*Directions for this task:* Could you copy every line of the data that contains the word "AuthError"?

Stored data
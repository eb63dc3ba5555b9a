/// Authentication endpoints
///
/// # Endpoints
///
/// - `POST /auth/register` - Register new user
/// - `POST /auth/login` - Login and get a bearer token
///
/// Both endpoints take an OAuth2-style urlencoded password form
/// (`username`, `password`); the username field is the registration
/// identifier and lands in the `email` column. Duplicate registration and
/// failed login both answer 400 for compatibility with existing clients,
/// and login failures use one message for "no such user" and "wrong
/// password" so registered identifiers cannot be probed.

use crate::{
    app::AppState,
    error::{ApiError, ApiResult},
};
use axum::{extract::State, http::StatusCode, Form, Json};
use chrono::Duration;
use habitd_shared::{
    auth::{jwt, password},
    models::user::{CreateUser, User},
};
use serde::{Deserialize, Serialize};
use validator::Validate;

/// Registration / login form (OAuth2 password-form shape)
#[derive(Debug, Deserialize, Validate)]
pub struct CredentialsForm {
    /// Registration identifier
    #[validate(length(min = 1, message = "Username must not be empty"))]
    pub username: String,

    /// Plaintext password, hashed before storage
    #[validate(length(min = 8, message = "Password must be at least 8 characters"))]
    pub password: String,
}

/// Register response
#[derive(Debug, Serialize)]
pub struct RegisterResponse {
    /// Human-readable confirmation
    pub msg: String,

    /// Registered identifier
    pub email: String,
}

/// Login response
#[derive(Debug, Serialize)]
pub struct LoginResponse {
    /// Bearer token for subsequent requests
    pub access_token: String,

    /// Always "bearer"
    pub token_type: String,
}

/// Register a new user
///
/// # Endpoint
///
/// ```text
/// POST /auth/register
/// Content-Type: application/x-www-form-urlencoded
///
/// username=user@example.com&password=hunter2hunter2
/// ```
///
/// # Errors
///
/// - `400 Bad Request`: Identifier already registered
/// - `422 Unprocessable Entity`: Validation failed
pub async fn register(
    State(state): State<AppState>,
    Form(form): Form<CredentialsForm>,
) -> ApiResult<(StatusCode, Json<RegisterResponse>)> {
    form.validate()?;

    if User::find_by_email(&state.db, &form.username).await?.is_some() {
        return Err(ApiError::Conflict("User already exists".to_string()));
    }

    let password_hash = password::hash_password(&form.password)?;

    // A concurrent duplicate insert still trips the unique constraint,
    // which the error layer also maps to 400.
    let user = User::create(
        &state.db,
        CreateUser {
            email: form.username,
            password_hash,
        },
    )
    .await?;

    tracing::info!(user_id = %user.id, "User registered");

    Ok((
        StatusCode::CREATED,
        Json(RegisterResponse {
            msg: "User registered successfully".to_string(),
            email: user.email,
        }),
    ))
}

/// Login with username and password, returns a bearer token
///
/// # Endpoint
///
/// ```text
/// POST /auth/login
/// Content-Type: application/x-www-form-urlencoded
///
/// username=user@example.com&password=hunter2hunter2
/// ```
///
/// # Errors
///
/// - `400 Bad Request`: Unknown identifier or wrong password
pub async fn login(
    State(state): State<AppState>,
    Form(form): Form<CredentialsForm>,
) -> ApiResult<Json<LoginResponse>> {
    let user = User::find_by_email(&state.db, &form.username)
        .await?
        .ok_or_else(|| ApiError::InvalidCredentials("Invalid credentials".to_string()))?;

    let valid = password::verify_password(&form.password, &user.password_hash)?;
    if !valid {
        return Err(ApiError::InvalidCredentials(
            "Invalid credentials".to_string(),
        ));
    }

    let claims = jwt::Claims::with_expiration(
        user.id,
        Duration::days(state.config.jwt.expiry_days),
    );
    let access_token = jwt::create_token(&claims, state.jwt_secret())?;

    Ok(Json(LoginResponse {
        access_token,
        token_type: "bearer".to_string(),
    }))
}
/// Configuration management for the API server
///
/// Loads configuration from environment variables into a type-safe struct.
/// The struct is built once at startup and shared through `AppState`; there
/// is no process-global mutable configuration.
///
/// # Environment Variables
///
/// - `DATABASE_URL`: PostgreSQL connection string (required)
/// - `DATABASE_MAX_CONNECTIONS`: Pool size (default: 10)
/// - `API_HOST`: Host to bind to (default: 0.0.0.0)
/// - `API_PORT`: Port to bind to (default: 8080)
/// - `APP_ENV`: "production" enables production mode
/// - `JWT_SECRET`: Secret key for token signing. A built-in development
///   fallback is used when unset, and startup fails if production mode is
///   running on the fallback or on a short secret.
/// - `JWT_EXPIRY_DAYS`: Session token lifetime (default: 30)
/// - `CORS_ORIGINS`: Comma-separated allowed origins (default: "*")
/// - `RUST_LOG`: Log filter (default: info)

use serde::{Deserialize, Serialize};
use std::env;

/// Development-only signing secret
///
/// Kept deliberately recognizable so it can never be mistaken for a real
/// secret; production startup refuses to run with it.
const FALLBACK_JWT_SECRET: &str = "habitd-insecure-dev-secret-do-not-deploy";

/// Minimum secret length accepted in production (HS256 wants >= 256 bits)
const MIN_PRODUCTION_SECRET_LEN: usize = 32;

/// Complete application configuration
#[derive(Debug, Clone, Serialize, Deserialize)]
pub struct Config {
    /// API server configuration
    pub api: ApiConfig,

    /// Database configuration
    pub database: DatabaseConfig,

    /// JWT configuration
    pub jwt: JwtConfig,
}

/// API server configuration
#[derive(Debug, Clone, Serialize, Deserialize)]
pub struct ApiConfig {
    /// Host to bind to
    pub host: String,

    /// Port to bind to
    pub port: u16,

    /// Allowed CORS origins; "*" means permissive
    pub cors_origins: Vec<String>,

    /// Whether the server runs in production mode
    pub production: bool,
}

/// Database configuration
#[derive(Debug, Clone, Serialize, Deserialize)]
pub struct DatabaseConfig {
    /// PostgreSQL connection URL
    pub url: String,

    /// Maximum number of connections in pool
    pub max_connections: u32,
}

/// JWT configuration
#[derive(Debug, Clone, Serialize, Deserialize)]
pub struct JwtConfig {
    /// Secret key for token signing
    #[serde(skip_serializing)]
    pub secret: String,

    /// Session token lifetime in days
    pub expiry_days: i64,
}

impl Config {
    /// Loads configuration from environment variables
    ///
    /// # Errors
    ///
    /// Returns an error if required variables are missing, values fail to
    /// parse, or production mode is configured with the fallback secret.
    pub fn from_env() -> anyhow::Result<Self> {
        // Load .env file if present (for development)
        dotenvy::dotenv().ok();

        let api_host = env::var("API_HOST").unwrap_or_else(|_| "0.0.0.0".to_string());
        let api_port = env::var("API_PORT")
            .unwrap_or_else(|_| "8080".to_string())
            .parse::<u16>()?;

        let production = env::var("APP_ENV")
            .map(|v| v.eq_ignore_ascii_case("production"))
            .unwrap_or(false);

        let cors_origins = env::var("CORS_ORIGINS")
            .unwrap_or_else(|_| "*".to_string())
            .split(',')
            .map(|s| s.trim().to_string())
            .filter(|s| !s.is_empty())
            .collect();

        let database_url = env::var("DATABASE_URL")
            .map_err(|_| anyhow::anyhow!("DATABASE_URL environment variable is required"))?;

        let max_connections = env::var("DATABASE_MAX_CONNECTIONS")
            .unwrap_or_else(|_| "10".to_string())
            .parse::<u32>()?;

        let jwt_secret = resolve_jwt_secret(env::var("JWT_SECRET").ok(), production)?;

        let expiry_days = env::var("JWT_EXPIRY_DAYS")
            .unwrap_or_else(|_| "30".to_string())
            .parse::<i64>()?;
        if expiry_days <= 0 {
            anyhow::bail!("JWT_EXPIRY_DAYS must be positive");
        }

        Ok(Self {
            api: ApiConfig {
                host: api_host,
                port: api_port,
                cors_origins,
                production,
            },
            database: DatabaseConfig {
                url: database_url,
                max_connections,
            },
            jwt: JwtConfig {
                secret: jwt_secret,
                expiry_days,
            },
        })
    }

    /// Returns the server bind address
    pub fn bind_address(&self) -> String {
        format!("{}:{}", self.api.host, self.api.port)
    }
}

/// Picks the signing secret, enforcing production requirements
///
/// Development falls back to a built-in secret (with a warning) so the
/// server runs out of the box; production refuses the fallback and short
/// secrets outright.
fn resolve_jwt_secret(explicit: Option<String>, production: bool) -> anyhow::Result<String> {
    match explicit {
        Some(secret) if secret == FALLBACK_JWT_SECRET => {
            anyhow::bail!("JWT_SECRET is set to the built-in fallback; choose a real secret")
        }
        Some(secret) => {
            if production && secret.len() < MIN_PRODUCTION_SECRET_LEN {
                anyhow::bail!(
                    "JWT_SECRET must be at least {} characters in production",
                    MIN_PRODUCTION_SECRET_LEN
                );
            }
            Ok(secret)
        }
        None if production => {
            anyhow::bail!("JWT_SECRET environment variable is required in production")
        }
        None => {
            tracing::warn!("JWT_SECRET not set, using insecure development fallback");
            Ok(FALLBACK_JWT_SECRET.to_string())
        }
    }
}
/// User model and database operations
///
/// Users are created at registration and immutable afterwards; there is no
/// update or delete surface. Passwords are stored as Argon2id hashes.
///
/// # Schema
///
/// ```sql
/// CREATE TABLE users (
///     id UUID PRIMARY KEY DEFAULT gen_random_uuid(),
///     email TEXT NOT NULL UNIQUE,
///     password_hash TEXT NOT NULL,
///     created_at TIMESTAMPTZ NOT NULL DEFAULT NOW()
/// );
/// ```
///
/// # Example
///
/// ```no_run
/// use habitd_shared::models::user::{CreateUser, User};
/// # use sqlx::PgPool;
///
/// # async fn example(pool: PgPool) -> Result<(), sqlx::Error> {
/// let user = User::create(
///     &pool,
///     CreateUser {
///         email: "user@example.com".to_string(),
///         password_hash: "$argon2id$...".to_string(),
///     },
/// )
/// .await?;
///
/// let found = User::find_by_email(&pool, "user@example.com").await?;
/// assert_eq!(found.map(|u| u.id), Some(user.id));
/// # Ok(())
/// # }
/// ```

use chrono::{DateTime, Utc};
use serde::{Deserialize, Serialize};
use sqlx::PgPool;
use uuid::Uuid;

/// User account
#[derive(Debug, Clone, Serialize, Deserialize, sqlx::FromRow)]
pub struct User {
    /// Unique user ID (UUID v4)
    pub id: Uuid,

    /// Registration identifier; the login form's `username` field lands here
    ///
    /// Must be unique across all users
    pub email: String,

    /// Argon2id password hash, never plaintext
    #[serde(skip_serializing)]
    pub password_hash: String,

    /// When the account was created
    pub created_at: DateTime<Utc>,
}

/// Input for creating a new user
#[derive(Debug, Clone)]
pub struct CreateUser {
    /// Registration identifier
    pub email: String,

    /// Argon2id password hash (NOT the plaintext password)
    pub password_hash: String,
}

impl User {
    /// Creates a new user in the database
    ///
    /// # Errors
    ///
    /// Returns an error if the email already exists (unique constraint
    /// violation) or the database is unreachable.
    pub async fn create(pool: &PgPool, data: CreateUser) -> Result<Self, sqlx::Error> {
        let user = sqlx::query_as::<_, User>(
            r#"
            INSERT INTO users (email, password_hash)
            VALUES ($1, $2)
            RETURNING id, email, password_hash, created_at
            "#,
        )
        .bind(data.email)
        .bind(data.password_hash)
        .fetch_one(pool)
        .await?;

        Ok(user)
    }

    /// Finds a user by ID
    ///
    /// Used by the auth middleware to confirm a token's subject still exists.
    pub async fn find_by_id(pool: &PgPool, id: Uuid) -> Result<Option<Self>, sqlx::Error> {
        let user = sqlx::query_as::<_, User>(
            r#"
            SELECT id, email, password_hash, created_at
            FROM users
            WHERE id = $1
            "#,
        )
        .bind(id)
        .fetch_optional(pool)
        .await?;

        Ok(user)
    }

    /// Finds a user by their registration identifier
    pub async fn find_by_email(pool: &PgPool, email: &str) -> Result<Option<Self>, sqlx::Error> {
        let user = sqlx::query_as::<_, User>(
            r#"
            SELECT id, email, password_hash, created_at
            FROM users
            WHERE email = $1
            "#,
        )
        .bind(email)
        .fetch_optional(pool)
        .await?;

        Ok(user)
    }
}
/// Database models for habitd
///
/// All models expose their CRUD operations as static async methods taking a
/// `PgPool`. Every habit and log operation is scoped by the owning user: a
/// row owned by someone else is indistinguishable from a missing row.
///
/// # Models
///
/// - `user`: User accounts and credentials
/// - `habit`: Trackable behaviors with a daily target
/// - `habit_log`: Per-habit, per-day progress records

pub mod habit;
pub mod habit_log;
pub mod user;
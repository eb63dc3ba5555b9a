/// Error handling for the API server
///
/// A unified error type that maps to HTTP responses. Handlers return
/// `Result<T, ApiError>`, which converts to a JSON error body with the
/// matching status code.
///
/// Two mappings are deliberate wire-compatibility choices rather than the
/// textbook status codes: duplicate registration and failed login both
/// answer 400, matching the service this one replaces. Ownership violations
/// are reported as plain 404s so the existence of other users' data never
/// leaks.

use axum::{
    http::StatusCode,
    response::{IntoResponse, Response},
    Json,
};
use serde::{Deserialize, Serialize};
use std::fmt;

/// API result type alias
pub type ApiResult<T> = Result<T, ApiError>;

/// Unified API error type
#[derive(Debug)]
pub enum ApiError {
    /// Validation failed (422)
    ValidationError(Vec<ValidationErrorDetail>),

    /// Duplicate registration (400 for wire compat)
    Conflict(String),

    /// Login failure (400 for wire compat)
    InvalidCredentials(String),

    /// Missing/invalid/expired token, or unknown subject (401)
    Unauthorized(String),

    /// Malformed request shape (400)
    BadRequest(String),

    /// Resource absent or owned by another user (404)
    NotFound(String),

    /// Internal server error (500); detail is logged, not exposed
    InternalError(String),
}

/// Validation error detail
#[derive(Debug, Clone, Serialize, Deserialize)]
pub struct ValidationErrorDetail {
    /// Field that failed validation
    pub field: String,

    /// Error message
    pub message: String,
}

/// Error response format
#[derive(Debug, Serialize, Deserialize)]
pub struct ErrorResponse {
    /// Error code (e.g., "not_found", "unauthorized")
    pub error: String,

    /// Human-readable error message
    pub message: String,

    /// Optional validation errors
    #[serde(skip_serializing_if = "Option::is_none")]
    pub details: Option<Vec<ValidationErrorDetail>>,
}

impl fmt::Display for ApiError {
    fn fmt(&self, f: &mut fmt::Formatter<'_>) -> fmt::Result {
        match self {
            ApiError::ValidationError(errors) => {
                write!(f, "Validation failed: {} errors", errors.len())
            }
            ApiError::Conflict(msg) => write!(f, "Conflict: {}", msg),
            ApiError::InvalidCredentials(msg) => write!(f, "Invalid credentials: {}", msg),
            ApiError::Unauthorized(msg) => write!(f, "Unauthorized: {}", msg),
            ApiError::BadRequest(msg) => write!(f, "Bad request: {}", msg),
            ApiError::NotFound(msg) => write!(f, "Not found: {}", msg),
            ApiError::InternalError(msg) => write!(f, "Internal error: {}", msg),
        }
    }
}

impl std::error::Error for ApiError {}

impl IntoResponse for ApiError {
    fn into_response(self) -> Response {
        let (status, error_code, message, details) = match self {
            ApiError::ValidationError(errors) => (
                StatusCode::UNPROCESSABLE_ENTITY,
                "validation_error",
                "Request validation failed".to_string(),
                Some(errors),
            ),
            ApiError::Conflict(msg) => (StatusCode::BAD_REQUEST, "conflict", msg, None),
            ApiError::InvalidCredentials(msg) => {
                (StatusCode::BAD_REQUEST, "invalid_credentials", msg, None)
            }
            ApiError::Unauthorized(msg) => (StatusCode::UNAUTHORIZED, "unauthorized", msg, None),
            ApiError::BadRequest(msg) => (StatusCode::BAD_REQUEST, "bad_request", msg, None),
            ApiError::NotFound(msg) => (StatusCode::NOT_FOUND, "not_found", msg, None),
            ApiError::InternalError(msg) => {
                // Log internal errors but don't expose details to clients
                tracing::error!("Internal error: {}", msg);
                (
                    StatusCode::INTERNAL_SERVER_ERROR,
                    "internal_error",
                    "An internal error occurred".to_string(),
                    None,
                )
            }
        };

        let body = Json(ErrorResponse {
            error: error_code.to_string(),
            message,
            details,
        });

        (status, body).into_response()
    }
}

/// Convert sqlx errors to API errors
impl From<sqlx::Error> for ApiError {
    fn from(err: sqlx::Error) -> Self {
        match err {
            sqlx::Error::RowNotFound => ApiError::NotFound("Resource not found".to_string()),
            sqlx::Error::Database(db_err) => {
                if let Some(constraint) = db_err.constraint() {
                    if constraint.contains("email") {
                        return ApiError::Conflict("User already exists".to_string());
                    }
                    if constraint.contains("target_per_day") {
                        return ApiError::ValidationError(vec![ValidationErrorDetail {
                            field: "target_per_day".to_string(),
                            message: "target_per_day must be at least 1".to_string(),
                        }]);
                    }
                    return ApiError::InternalError(format!(
                        "Constraint violation: {}",
                        constraint
                    ));
                }

                ApiError::InternalError(format!("Database error: {}", db_err))
            }
            _ => ApiError::InternalError(format!("Database error: {}", err)),
        }
    }
}

/// Convert request-validation failures to per-field details
impl From<validator::ValidationErrors> for ApiError {
    fn from(err: validator::ValidationErrors) -> Self {
        let errors: Vec<ValidationErrorDetail> = err
            .field_errors()
            .iter()
            .flat_map(|(field, errors)| {
                errors.iter().map(move |error| ValidationErrorDetail {
                    field: field.to_string(),
                    message: error
                        .message
                        .as_ref()
                        .map(|m| m.to_string())
                        .unwrap_or_else(|| "Validation failed".to_string()),
                })
            })
            .collect();

        ApiError::ValidationError(errors)
    }
}

/// Convert auth middleware errors to API errors
impl From<habitd_shared::auth::middleware::AuthError> for ApiError {
    fn from(err: habitd_shared::auth::middleware::AuthError) -> Self {
        use habitd_shared::auth::middleware::AuthError;

        match err {
            AuthError::MissingCredentials => {
                ApiError::Unauthorized("Missing credentials".to_string())
            }
            AuthError::InvalidFormat(msg) => ApiError::BadRequest(msg),
            AuthError::InvalidToken(msg) => ApiError::Unauthorized(msg),
            AuthError::UnknownSubject => {
                ApiError::Unauthorized("Could not validate credentials".to_string())
            }
            AuthError::DatabaseError(msg) => ApiError::InternalError(msg),
        }
    }
}

/// Convert JWT errors to API errors
impl From<habitd_shared::auth::jwt::JwtError> for ApiError {
    fn from(err: habitd_shared::auth::jwt::JwtError) -> Self {
        use habitd_shared::auth::jwt::JwtError;

        match err {
            JwtError::Expired => ApiError::Unauthorized("Token expired".to_string()),
            JwtError::InvalidIssuer => ApiError::Unauthorized("Invalid token issuer".to_string()),
            _ => ApiError::Unauthorized(format!("Invalid token: {}", err)),
        }
    }
}

/// Convert password errors to API errors
impl From<habitd_shared::auth::password::PasswordError> for ApiError {
    fn from(err: habitd_shared::auth::password::PasswordError) -> Self {
        ApiError::InternalError(format!("Password operation failed: {}", err))
    }
}

#[cfg(test)]
mod tests {
    use super::*;

    #[test]
    fn test_error_display() {
        let err = ApiError::BadRequest("Invalid input".to_string());
        assert_eq!(err.to_string(), "Bad request: Invalid input");

        let err = ApiError::NotFound("Habit not found".to_string());
        assert_eq!(err.to_string(), "Not found: Habit not found");
    }

    #[test]
    fn test_status_mapping() {
        let response = ApiError::NotFound("x".to_string()).into_response();
        assert_eq!(response.status(), StatusCode::NOT_FOUND);

        let response = ApiError::Unauthorized("x".to_string()).into_response();
        assert_eq!(response.status(), StatusCode::UNAUTHORIZED);

        // Duplicate registration and bad login answer 400, not 409/401
        let response = ApiError::Conflict("x".to_string()).into_response();
        assert_eq!(response.status(), StatusCode::BAD_REQUEST);

        let response = ApiError::InvalidCredentials("x".to_string()).into_response();
        assert_eq!(response.status(), StatusCode::BAD_REQUEST);

        let response = ApiError::ValidationError(vec![]).into_response();
        assert_eq!(response.status(), StatusCode::UNPROCESSABLE_ENTITY);
    }

    #[test]
    fn test_validation_error_details() {
        let errors = vec![
            ValidationErrorDetail {
                field: "name".to_string(),
                message: "Name must not be empty".to_string(),
            },
            ValidationErrorDetail {
                field: "target_per_day".to_string(),
                message: "Must be at least 1".to_string(),
            },
        ];

        let err = ApiError::ValidationError(errors);
        assert_eq!(err.to_string(), "Validation failed: 2 errors");
    }
}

*Completed task:*
impl From<habitd_shared::auth::middleware::AuthError> for ApiError {
    fn from(err: habitd_shared::auth::middleware::AuthError) -> Self {
        use habitd_shared::auth::middleware::AuthError;
            AuthError::MissingCredentials => {
            AuthError::InvalidFormat(msg) => ApiError::BadRequest(msg),
            AuthError::InvalidToken(msg) => ApiError::Unauthorized(msg),
            AuthError::UnknownSubject => {
            AuthError::DatabaseError(msg) => ApiError::InternalError(msg),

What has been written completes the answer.